#### WHAT YOU HAVE TO DO:
Your answer should be the records below, repeated exactly as they stand.

#### SUPPLIED RECORDS:
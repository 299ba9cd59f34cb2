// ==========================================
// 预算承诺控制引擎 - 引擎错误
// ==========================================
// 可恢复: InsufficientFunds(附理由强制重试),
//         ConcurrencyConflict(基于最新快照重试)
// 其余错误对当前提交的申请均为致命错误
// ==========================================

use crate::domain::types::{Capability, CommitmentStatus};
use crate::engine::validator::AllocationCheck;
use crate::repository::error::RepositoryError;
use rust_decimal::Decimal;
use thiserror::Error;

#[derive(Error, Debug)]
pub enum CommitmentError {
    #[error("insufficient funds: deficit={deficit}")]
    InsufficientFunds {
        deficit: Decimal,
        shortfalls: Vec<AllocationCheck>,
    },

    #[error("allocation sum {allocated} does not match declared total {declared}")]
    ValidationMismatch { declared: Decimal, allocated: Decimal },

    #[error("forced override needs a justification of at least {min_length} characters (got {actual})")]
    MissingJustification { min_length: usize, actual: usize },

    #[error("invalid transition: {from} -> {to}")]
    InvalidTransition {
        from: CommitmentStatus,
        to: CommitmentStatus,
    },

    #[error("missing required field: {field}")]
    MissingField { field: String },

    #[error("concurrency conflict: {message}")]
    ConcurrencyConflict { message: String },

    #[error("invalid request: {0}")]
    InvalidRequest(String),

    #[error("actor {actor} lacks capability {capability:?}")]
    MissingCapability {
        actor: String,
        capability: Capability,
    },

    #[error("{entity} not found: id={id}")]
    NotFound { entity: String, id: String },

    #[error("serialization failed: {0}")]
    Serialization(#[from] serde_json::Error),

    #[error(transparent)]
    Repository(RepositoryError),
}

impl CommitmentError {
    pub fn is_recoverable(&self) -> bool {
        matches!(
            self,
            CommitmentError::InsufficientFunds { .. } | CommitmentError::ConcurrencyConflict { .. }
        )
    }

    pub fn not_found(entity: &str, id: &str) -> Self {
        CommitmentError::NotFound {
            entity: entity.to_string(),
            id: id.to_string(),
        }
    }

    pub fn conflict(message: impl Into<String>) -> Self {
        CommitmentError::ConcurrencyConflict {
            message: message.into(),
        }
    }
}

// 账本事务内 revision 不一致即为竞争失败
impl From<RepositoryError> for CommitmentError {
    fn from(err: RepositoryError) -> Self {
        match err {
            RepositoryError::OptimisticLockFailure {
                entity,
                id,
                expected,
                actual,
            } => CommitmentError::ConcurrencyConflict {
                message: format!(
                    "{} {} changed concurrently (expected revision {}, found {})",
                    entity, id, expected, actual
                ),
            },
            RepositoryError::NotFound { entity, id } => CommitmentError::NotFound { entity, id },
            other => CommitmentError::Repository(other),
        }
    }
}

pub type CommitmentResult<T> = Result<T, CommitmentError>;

#### TASK RESULT:
repository 299ba9cd59f34cb2
// ==========================================
// 预算承诺控制引擎 - 引擎错误
// ==========================================
// 可恢复: InsufficientFunds(附理由强制重试),
//         ConcurrencyConflict(基于最新快照重试)
// 其余错误对当前提交的申请均为致命错误
// ==========================================

use crate::domain::types::{Capability, CommitmentStatus};
use crate::engine::validator::AllocationCheck;
use crate::repository::error::RepositoryError;
use rust_decimal::Decimal;
use thiserror::Error;

#[derive(Error, Debug)]
pub enum CommitmentError {
    #[error("insufficient funds: deficit={deficit}")]
    InsufficientFunds {
        deficit: Decimal,
        shortfalls: Vec<AllocationCheck>,
    },

    #[error("allocation sum {allocated} does not match declared total {declared}")]
    ValidationMismatch { declared: Decimal, allocated: Decimal },

    #[error("forced override needs a justification of at least {min_length} characters (got {actual})")]
    MissingJustification { min_length: usize, actual: usize },

    #[error("invalid transition: {from} -> {to}")]
    InvalidTransition {
        from: CommitmentStatus,
        to: CommitmentStatus,
    },

    #[error("missing required field: {field}")]
    MissingField { field: String },

    #[error("concurrency conflict: {message}")]
    ConcurrencyConflict { message: String },

    #[error("invalid request: {0}")]
    InvalidRequest(String),

    #[error("actor {actor} lacks capability {capability:?}")]
    MissingCapability {
        actor: String,
        capability: Capability,
    },

    #[error("{entity} not found: id={id}")]
    NotFound { entity: String, id: String },

    #[error("serialization failed: {0}")]
    Serialization(#[from] serde_json::Error),

    #[error(transparent)]
    Repository(RepositoryError),
}

impl CommitmentError {
    pub fn is_recoverable(&self) -> bool {
        matches!(
            self,
            CommitmentError::InsufficientFunds { .. } | CommitmentError::ConcurrencyConflict { .. }
        )
    }

    pub fn not_found(entity: &str, id: &str) -> Self {
        CommitmentError::NotFound {
            entity: entity.to_string(),
            id: id.to_string(),
        }
    }

    pub fn conflict(message: impl Into<String>) -> Self {
        CommitmentError::ConcurrencyConflict {
            message: message.into(),
        }
    }
}

// 账本事务内 revision 不一致即为竞争失败
impl From<RepositoryError> for CommitmentError {
    fn from(err: RepositoryError) -> Self {
        match err {
            RepositoryError::OptimisticLockFailure {
                entity,
                id,
                expected,
                actual,
            } => CommitmentError::ConcurrencyConflict {
                message: format!(
                    "{} {} changed concurrently (expected revision {}, found {})",
                    entity, id, expected, actual
                ),
            },
            RepositoryError::NotFound { entity, id } => CommitmentError::NotFound { entity, id },
            other => CommitmentError::Repository(other),
        }
    }
}

pub type CommitmentResult<T> = Result<T, CommitmentError>;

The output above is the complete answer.